Comparative evaluation of rate of hydration and matrix erosion of HEC and HPC and study of drug release from their matrices

Abstract

Hydrophilic polymers, in contact with the dissolution medium, may swell and make a continuous gel layer, erode or undergo combination of the two. The swelling action of these polymers is controlled by the rate of their hydration in the dissolution medium. The extent of polymer swelling, relative mobilities of dissolution medium and drug, and matrix erosion dictate the kinetics as well as mechanism of drug release from the polymeric matrices. The objective of the present investigations was to study the rate of hydration and the rate of matrix erosion of two hydrophilic, non-ionic cellulose ethers, i.e., hydroxyethylcellulose (HEC) and hydroxypropylcellulose (HPC), and to compare the kinetics and mechanism of drug release from their matrices.
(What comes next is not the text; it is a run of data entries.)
//! Dynamic cell values bridging typed records and the storage engine.
//!
//! Records convert themselves to and from [`Value`] rows; the session layer
//! binds those values as rusqlite parameters without knowing the concrete
//! record type.

use rusqlite::types::{FromSql, FromSqlError, FromSqlResult, ToSqlOutput, ValueRef};
use rusqlite::ToSql;

/// A single dynamically-typed column value.
#[derive(Debug, Clone, PartialEq)]
pub enum Value {
    Null,
    Integer(i64),
    Real(f64),
    Text(String),
    Blob(Vec<u8>),
}

impl Value {
    /// True when the value is [`Value::Null`].
    pub fn is_null(&self) -> bool {
        matches!(self, Value::Null)
    }
}

impl ToSql for Value {
    fn to_sql(&self) -> rusqlite::Result<ToSqlOutput<'_>> {
        Ok(match self {
            Value::Null => ToSqlOutput::Borrowed(ValueRef::Null),
            Value::Integer(i) => ToSqlOutput::Borrowed(ValueRef::Integer(*i)),
            Value::Real(r) => ToSqlOutput::Borrowed(ValueRef::Real(*r)),
            Value::Text(s) => ToSqlOutput::Borrowed(ValueRef::Text(s.as_bytes())),
            Value::Blob(b) => ToSqlOutput::Borrowed(ValueRef::Blob(b)),
        })
    }
}

impl FromSql for Value {
    fn column_result(value: ValueRef<'_>) -> FromSqlResult<Self> {
        Ok(match value {
            ValueRef::Null => Value::Null,
            ValueRef::Integer(i) => Value::Integer(i),
            ValueRef::Real(r) => Value::Real(r),
            ValueRef::Text(t) => Value::Text(
                std::str::from_utf8(t)
                    .map_err(|e| FromSqlError::Other(Box::new(e)))?
                    .to_string(),
            ),
            ValueRef::Blob(b) => Value::Blob(b.to_vec()),
        })
    }
}

impl From<i64> for Value {
    fn from(v: i64) -> Self {
        Value::Integer(v)
    }
}

impl From<i32> for Value {
    fn from(v: i32) -> Self {
        Value::Integer(i64::from(v))
    }
}

impl From<f64> for Value {
    fn from(v: f64) -> Self {
        Value::Real(v)
    }
}

impl From<bool> for Value {
    fn from(v: bool) -> Self {
        Value::Integer(i64::from(v))
    }
}

impl From<&str> for Value {
    fn from(v: &str) -> Self {
        Value::Text(v.to_string())
    }
}

impl From<String> for Value {
    fn from(v: String) -> Self {
        Value::Text(v)
    }
}

impl From<Vec<u8>> for Value {
    fn from(v: Vec<u8>) -> Self {
        Value::Blob(v)
    }
}

impl<T> From<Option<T>> for Value
where
    T: Into<Value>,
{
    fn from(v: Option<T>) -> Self {
        match v {
            Some(inner) => inner.into(),
            None => Value::Null,
        }
    }
}
//! Common error types used throughout rowboat.
//!
//! This module provides a unified error type covering the failure cases of a
//! thin, fail-fast persistence layer: missing initialization, unregistered
//! record types, misconfiguration, scope-discipline violations, and
//! propagated storage failures. Nothing in this layer retries or recovers.

/// Common error type for rowboat.
#[derive(Debug, thiserror::Error)]
pub enum Error {
    /// A persistence operation was invoked before the registry was built.
    #[error("Rowboat is not initialized; build a Registry before using record operations")]
    NotInitialized,

    /// The record type was never registered with the registry.
    #[error("Record type '{0}' is not registered with the registry")]
    NotRegistered(String),

    /// The configuration does not support the requested mode of operation.
    #[error("Misconfigured: {0}")]
    Misconfigured(String),

    /// Scopes were opened or closed out of order, or used after close.
    #[error("Scope discipline violation: {0}")]
    ScopeViolation(String),

    /// A storage engine operation failed. Propagated unchanged, never retried.
    #[error("Database error: {0}")]
    Database(String),

    /// The connection pool could not provide a connection.
    #[error("Pool error: {0}")]
    Pool(String),

    /// The application configuration could not be loaded or parsed.
    #[error("Config error: {0}")]
    Config(String),

    /// An I/O operation failed.
    #[error("IO error: {0}")]
    Io(#[from] std::io::Error),
}

impl Error {
    /// Create a new NotRegistered error.
    pub fn not_registered<S: Into<String>>(entity: S) -> Self {
        Self::NotRegistered(entity.into())
    }

    /// Create a new Misconfigured error.
    pub fn misconfigured<S: Into<String>>(msg: S) -> Self {
        Self::Misconfigured(msg.into())
    }

    /// Create a new ScopeViolation error.
    pub fn scope_violation<S: Into<String>>(msg: S) -> Self {
        Self::ScopeViolation(msg.into())
    }

    /// Create a new Database error.
    pub fn database<S: Into<String>>(msg: S) -> Self {
        Self::Database(msg.into())
    }

    /// Create a new Pool error.
    pub fn pool<S: Into<String>>(msg: S) -> Self {
        Self::Pool(msg.into())
    }

    /// Create a new Config error.
    pub fn config<S: Into<String>>(msg: S) -> Self {
        Self::Config(msg.into())
    }
}

/// Result type alias using the common Error type.
pub type Result<T> = std::result::Result<T, Error>;

#[cfg(test)]
mod tests {
    use super::*;

    #[test]
    fn test_error_display() {
        let err = Error::not_registered("Post");
        assert_eq!(
            err.to_string(),
            "Record type 'Post' is not registered with the registry"
        );

        let err = Error::misconfigured("scope strategy is not request-aware");
        assert_eq!(
            err.to_string(),
            "Misconfigured: scope strategy is not request-aware"
        );

        let err = Error::scope_violation("scope closed out of order");
        assert_eq!(
            err.to_string(),
            "Scope discipline violation: scope closed out of order"
        );

        let err = Error::database("disk full");
        assert_eq!(err.to_string(), "Database error: disk full");
    }

    #[test]
    fn test_error_from_io() {
        let io_err = std::io::Error::new(std::io::ErrorKind::NotFound, "file not found");
        let err = Error::from(io_err);
        assert!(matches!(err, Error::Io(_)));
    }

    #[test]
    fn test_error_constructors() {
        assert!(matches!(Error::not_registered("x"), Error::NotRegistered(_)));
        assert!(matches!(Error::misconfigured("x"), Error::Misconfigured(_)));
        assert!(matches!(
            Error::scope_violation("x"),
            Error::ScopeViolation(_)
        ));
        assert!(matches!(Error::database("x"), Error::Database(_)));
        assert!(matches!(Error::pool("x"), Error::Pool(_)));
        assert!(matches!(Error::config("x"), Error::Config(_)));
    }

    #[test]
    fn test_result_type() {
        fn ok_fn() -> Result<i32> {
            Ok(42)
        }
        assert_eq!(ok_fn().unwrap(), 42);

        fn err_fn() -> Result<i32> {
            Err(Error::NotInitialized)
        }
        assert!(err_fn().is_err());
    }
}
Chlorpheniramine maleate was used as the model drug. Matrix tablets containing chlorpheniramine maleate, HEC or HPC and dicalcium phosphate were compressed at 156 MPa pressure. The rate of hydration of the polymer, rate of erosion of the matrices and in vitro drug release studies were carried out in phosphate buffer (pH 7.4). The hydration studies of the two polymers demonstrated that due to relatively larger water uptake, the degree of swelling of HEC matrices was considerably higher as compared to the HPC matrices. Also, HEC matrices exhibited relatively higher erosion as compared to HPC matrices. The drug release from HEC matrices occurred by non-Fickian transport, i.e., combination of drug diffusion and polymer swelling, while drug release from HPC matrices was controlled primarily by diffusion through pores and channels in the structure. The t 50%, time to reach 50% drug release, for HEC matrices was 4.8 h and that for HPC matrices was 6.5 h which indicates that a higher polymer level was needed in the case of HEC matrices to sustain the drug release for up to 12 h of dissolution as compared to HPC matrices due to relatively higher hydrophilicity of HEC.